The main results of the project are four artifacts [ A) - B) - C) - D) ], both digital and physical that constitute a set of modular tools (“cards”) that are delivered in the form of an open-source diy kit, freely accessible on www.cloudofcards.org as well as on Github. The purpose of these tools is to give everyone, the community of designers and makers in particular, the possibility to set up their own small size data-center and cloud, manage their data in a decentralized way or develop their own alternative projects upon this personal small scale infrastructure.
As announced a few times already, two books in print-on-demand will summarize the overall research Inhabiting and Interfacing the Cloud(s), at the term of the design and ethnographic process we went through during almost three years.
Cloud of Cards, a personal cloud kit. Scattered 19″ hybrid server racks, elements and kit to assemble and play with. (Photo.: Daniela & Tonatiuh)
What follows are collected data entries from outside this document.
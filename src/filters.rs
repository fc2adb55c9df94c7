use crate::store::{ExcludeList, LinkRecord, LinkStats};

/// A link filter drops records and keeps the survivors in order. Removals
/// are attributed to the filter's stats bucket by the chain runner.
pub trait LinkFilter {
    fn name(&self) -> &'static str;
    fn apply(&self, links: Vec<LinkRecord>) -> Vec<LinkRecord>;
}

/// Run filters in registration order, recording each one's removal count.
pub fn apply_filters(
    filters: &[&dyn LinkFilter],
    mut links: Vec<LinkRecord>,
    stats: &mut LinkStats,
) -> Vec<LinkRecord> {
    for filter in filters {
        let before = links.len();
        links = filter.apply(links);
        stats.record_removed(filter.name(), before - links.len());
    }
    links
}

const CLIENT_SIDE_PREFIXES: [&str; 4] = ["tel:", "mailto:", "#", "javascript:"];

/// Drops client-side references (tel:, mailto:, fragments, javascript:).
pub struct ClientSideFilter;

impl LinkFilter for ClientSideFilter {
    fn name(&self) -> &'static str {
        "client_side_links"
    }

    fn apply(&self, links: Vec<LinkRecord>) -> Vec<LinkRecord> {
        links
            .into_iter()
            .filter(|link| {
                let href = link.href.to_lowercase();
                !CLIENT_SIDE_PREFIXES.iter().any(|p| href.starts_with(p))
            })
            .collect()
    }
}

/// Drops records whose href is on the exclude list.
pub struct ExcludeListFilter<'a> {
    exclude: &'a ExcludeList,
}

impl<'a> ExcludeListFilter<'a> {
    pub fn new(exclude: &'a ExcludeList) -> Self {
        Self { exclude }
    }
}

impl LinkFilter for ExcludeListFilter<'_> {
    fn name(&self) -> &'static str {
        "excluded_links"
    }

    fn apply(&self, links: Vec<LinkRecord>) -> Vec<LinkRecord> {
        links
            .into_iter()
            .filter(|link| !self.exclude.contains(&link.href))
            .collect()
    }
}

const VIDEO_HOSTS: [&str; 2] = ["youtube.com", "youtu.be"];

/// Partition links into (video, minutes) by video-host substring. Total:
/// every input lands in exactly one of the two outputs.
pub fn split_video_links(links: Vec<LinkRecord>) -> (Vec<LinkRecord>, Vec<LinkRecord>) {
    let mut video = Vec::new();
    let mut minutes = Vec::new();

    for link in links {
        let href = link.href.to_lowercase();
        if VIDEO_HOSTS.iter().any(|host| href.contains(host)) {
            video.push(link);
        } else {
            minutes.push(link);
        }
    }

    (video, minutes)
}

// ── Tests ──

#[cfg(test)]
mod tests {
    use super::*;

    fn record(href: &str) -> LinkRecord {
        LinkRecord::new(href, "")
    }

    #[test]
    fn client_side_prefixes_removed_any_case() {
        let links = vec![
            record("tel:+16175551234"),
            record("MAILTO:board@example.gov"),
            record("#main-content"),
            record("JavaScript:void(0)"),
            record("/minutes/03-01-2023.pdf"),
            record("https://example.gov/agenda"),
        ];
        let kept = ClientSideFilter.apply(links);
        let hrefs: Vec<&str> = kept.iter().map(|l| l.href.as_str()).collect();
        assert_eq!(
            hrefs,
            vec!["/minutes/03-01-2023.pdf", "https://example.gov/agenda"]
        );
    }

    #[test]
    fn exclude_filter_matches_exactly() {
        let dir = tempfile::tempdir().unwrap();
        let path = dir.path().join("exclude.json");
        std::fs::write(&path, r#"["/bad.pdf"]"#).unwrap();
        let exclude = ExcludeList::load(&path).unwrap();

        let links = vec![record("/bad.pdf"), record("/bad.pdf?v=2"), record("/good.pdf")];
        let kept = ExcludeListFilter::new(&exclude).apply(links);
        let hrefs: Vec<&str> = kept.iter().map(|l| l.href.as_str()).collect();
        assert_eq!(hrefs, vec!["/bad.pdf?v=2", "/good.pdf"]);
    }

    #[test]
    fn chain_preserves_order_and_accounts_for_every_record() {
        let dir = tempfile::tempdir().unwrap();
        let path = dir.path().join("exclude.json");
        std::fs::write(&path, r#"["/excluded.pdf"]"#).unwrap();
        let exclude = ExcludeList::load(&path).unwrap();

        let links = vec![
            record("/first.pdf"),
            record("mailto:x@example.gov"),
            record("/excluded.pdf"),
            record("/second.pdf"),
            record("#top"),
            record("/third.pdf"),
        ];
        let total = links.len();

        let client_side = ClientSideFilter;
        let exclude_filter = ExcludeListFilter::new(&exclude);
        let chain: [&dyn LinkFilter; 2] = [&client_side, &exclude_filter];

        let mut stats = LinkStats::default();
        let kept = apply_filters(&chain, links, &mut stats);

        let hrefs: Vec<&str> = kept.iter().map(|l| l.href.as_str()).collect();
        assert_eq!(hrefs, vec!["/first.pdf", "/second.pdf", "/third.pdf"]);
        assert_eq!(stats.client_side_links, 2);
        assert_eq!(stats.excluded_links, 1);
        assert_eq!(
            stats.client_side_links + stats.excluded_links + kept.len(),
            total
        );
    }

    #[test]
    fn video_split_is_a_total_partition() {
        let links = vec![
            record("https://www.youtube.com/watch?v=abc"),
            record("/minutes/03-01-2023.pdf"),
            record("https://YOUTU.BE/xyz"),
            record("/agenda"),
        ];
        let total = links.len();

        let (video, minutes) = split_video_links(links);
        assert_eq!(video.len() + minutes.len(), total);
        assert_eq!(video.len(), 2);
        assert!(minutes.iter().all(|l| !l.href.to_lowercase().contains("youtu")));
    }

    #[test]
    fn empty_input_passes_through() {
        let mut stats = LinkStats::default();
        let client_side = ClientSideFilter;
        let chain: [&dyn LinkFilter; 1] = [&client_side];
        let kept = apply_filters(&chain, Vec::new(), &mut stats);
        assert!(kept.is_empty());
        assert_eq!(stats.client_side_links, 0);
    }
}
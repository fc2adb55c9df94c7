use std::fs::{self, File};
use std::io;
use std::path::{Path, PathBuf};

use anyhow::{Context, Result};
use sha2::{Digest, Sha256};
use tracing::info;

/// Content-addressed PDF store. One file per distinct content hash per
/// date: `voting_minutes_<date>.pdf`, then `_v2`, `_v3`, … for later
/// revisions with different bytes.
pub struct PdfStore {
    dir: PathBuf,
}

/// Where the bytes ended up, and whether anything was written.
pub struct SaveOutcome {
    pub path: PathBuf,
    pub written: bool,
}

impl PdfStore {
    pub fn new(dir: &Path) -> Result<Self> {
        fs::create_dir_all(dir)
            .with_context(|| format!("failed to create PDF directory {}", dir.display()))?;
        Ok(Self {
            dir: dir.to_path_buf(),
        })
    }

    /// Persist `content` under `date_str`, deduplicating against every file
    /// already stored for that date.
    ///
    /// The probe scans version slots in increasing order and stops at the
    /// first empty slot (write) or the first hash match (no write), so the
    /// destination is deterministic across reruns and the loop is bounded
    /// by the number of versions on disk.
    pub fn save(&self, content: &[u8], date_str: &str) -> Result<SaveOutcome> {
        let incoming: [u8; 32] = Sha256::digest(content).into();
        let base = self.dir.join(format!("voting_minutes_{date_str}.pdf"));

        if base.exists() && file_digest(&base)? == incoming {
            info!("No change detected — {} already up to date", display_name(&base));
            return Ok(SaveOutcome {
                path: base,
                written: false,
            });
        }

        let mut index = 1usize;
        loop {
            let candidate = if index == 1 {
                base.clone()
            } else {
                self.dir
                    .join(format!("voting_minutes_{date_str}_v{index}.pdf"))
            };

            if !candidate.exists() {
                fs::write(&candidate, content)
                    .with_context(|| format!("failed to write {}", candidate.display()))?;
                info!("Saved {}", display_name(&candidate));
                return Ok(SaveOutcome {
                    path: candidate,
                    written: true,
                });
            }

            if file_digest(&candidate)? == incoming {
                info!(
                    "Duplicate content detected — matches {}",
                    display_name(&candidate)
                );
                return Ok(SaveOutcome {
                    path: candidate,
                    written: false,
                });
            }

            index += 1;
        }
    }
}

fn file_digest(path: &Path) -> Result<[u8; 32]> {
    let mut file =
        File::open(path).with_context(|| format!("failed to open {}", path.display()))?;
    let mut hasher = Sha256::new();
    io::copy(&mut file, &mut hasher)
        .with_context(|| format!("failed to hash {}", path.display()))?;
    Ok(hasher.finalize().into())
}

fn display_name(path: &Path) -> String {
    path.file_name()
        .map(|n| n.to_string_lossy().into_owned())
        .unwrap_or_else(|| path.display().to_string())
}

// ── Tests ──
We’re coming close to an end with the joint design research Inhabiting and Interfacing the Clouds and we’re becoming impatient to deliver the results: a diy small scale data center and cloud kit made of various elements (both physical and digital), to freely assemble at home or in your “garage”. Accompanied by two books documenting our work in print-on-demand!
At this stage though, we’ve given new and final titles to the design artifacts and tools that we’ve been working on lately, together with the research team (for the design & code part: Lucien Langton, Léa Pereyre, Christian Babski and myself).
Cloud of Cards, is a home cloud kit to help re-appropriate your data self. Obviously a distant tribute to House of Cards, the toy project by the Eames (“Toys and games are preludes to serious ideas”), the kit will consist of four artifacts:
19″ Living Rack is an open source server rack with a few functional hybridations, declined in four versions. Cloud of Cards Processing Library consists in a programming tool to help develop cloud applications with the Processing development language. 5 Folders Cloud is a version of the Cloud (ownCloud) with automated behaviors and cascades of events. It is an implementation of the processing library directly linked to the outputs and learnings of the ethnographic research about uses of the cloud. Finally, 5 Connected Objects physically interface the five automated folders in our version the cloud (5 Folders Cloud) with five “smart” objects and try to embody distant data in some kind of everyday domestic presence.
Along the design research, we are going through many different types of references that we don’t necessarily post or document on the blog. We usually only post about the ones that we consider relevant to the research process, which doesn’t mean the other ones are not interesting. We’ve just decided not to dig deeper into them at some point, or to keep some of them for later.
Yet, this is a consistent amount of survey that we are leaving on the side of the road and that could possibly be useful for similar or later researches. At least a good starting point… That’s why we’ve created this i&ic_designresearch tag on Pinboard.
Interestingly, some new thematics emerged along the way within these links, like for example on the technological branch, the combination of personal cloud based services, peer to peer protocols and blockchains that were not on the radar when we started our research.